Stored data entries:
=== Begin Enclosure ===

// Copyright Valkey GLIDE Project Contributors - SPDX Identifier: Apache-2.0

//! Connection leasing.
//!
//! The batch executor only relies on the [`ConnectionProvider`] contract:
//! `get` hands out a connection that is connected or will connect on first
//! use, and every leased connection is eventually given back through
//! `release`. Pool implementations can be swapped without affecting the
//! executor.

use std::sync::Mutex;
use std::time::Duration;

use async_trait::async_trait;
use tokio_retry2::strategy::{FixedInterval, jitter};
use tracing::{debug, warn};

use crate::connection::{Connection, ConnectionConfig};
use crate::errors::Result;

#[async_trait]
pub trait ConnectionProvider: Send + Sync {
    /// Leases a connection. The hints describe the intended use (e.g. the
    /// command about to be sent and a shard selector) and may be ignored.
    async fn get(&self, command_hint: &str, shard_hint: Option<&str>) -> Result<Connection>;

    /// Returns a leased connection.
    async fn release(&self, connection: Connection);
}

const CONNECT_RETRY_INTERVAL_MS: u64 = 50;
const CONNECT_RETRIES: usize = 3;

/// Sleep intervals between connection attempts: a short fixed interval,
/// jittered so concurrent leases do not reconnect in lockstep.
fn connect_backoff() -> impl Iterator<Item = Duration> {
    FixedInterval::from_millis(CONNECT_RETRY_INTERVAL_MS)
        .map(jitter)
        .take(CONNECT_RETRIES)
}

/// The default pool: an idle stack of connections for one server address.
/// Leases pop an idle connection or establish a new one; disconnected
/// returns are discarded so the next lease starts from a fresh socket.
pub struct ConnectionPool {
    config: ConnectionConfig,
    idle: Mutex<Vec<Connection>>,
}

impl ConnectionPool {
    pub fn new(config: ConnectionConfig) -> ConnectionPool {
        ConnectionPool {
            config,
            idle: Mutex::new(Vec::new()),
        }
    }

    async fn create_connection(&self) -> Result<Connection> {
        let mut connection = Connection::new(self.config.clone());
        let mut backoff = connect_backoff();
        loop {
            match connection.connect().await {
                Ok(()) => return Ok(connection),
                Err(err) if err.is_connection_dropped() || err.is_timeout() => {
                    match backoff.next() {
                        Some(sleep_duration) => {
                            warn!(%err, "connection attempt failed, will retry");
                            tokio::time::sleep(sleep_duration).await;
                        }
                        None => return Err(err),
                    }
                }
                // AUTH or SELECT refusals are not transient
                Err(err) => return Err(err),
            }
        }
    }
}

#[async_trait]
impl ConnectionProvider for ConnectionPool {
    async fn get(&self, _command_hint: &str, _shard_hint: Option<&str>) -> Result<Connection> {
        let idle = self.idle.lock().unwrap().pop();
        match idle {
            Some(connection) => Ok(connection),
            None => self.create_connection().await,
        }
    }

    async fn release(&self, connection: Connection) {
        if connection.is_connected() {
            self.idle.lock().unwrap().push(connection);
        } else {
            debug!("discarding disconnected connection instead of pooling it");
        }
    }
}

=== End Enclosure ===

REQUIREMENT:
Search the entries above for the string "executor". Copy each line in which it appears.

RESULT OF THIS EXERCISE:
//! The batch executor only relies on the [`ConnectionProvider`] contract:
//! executor.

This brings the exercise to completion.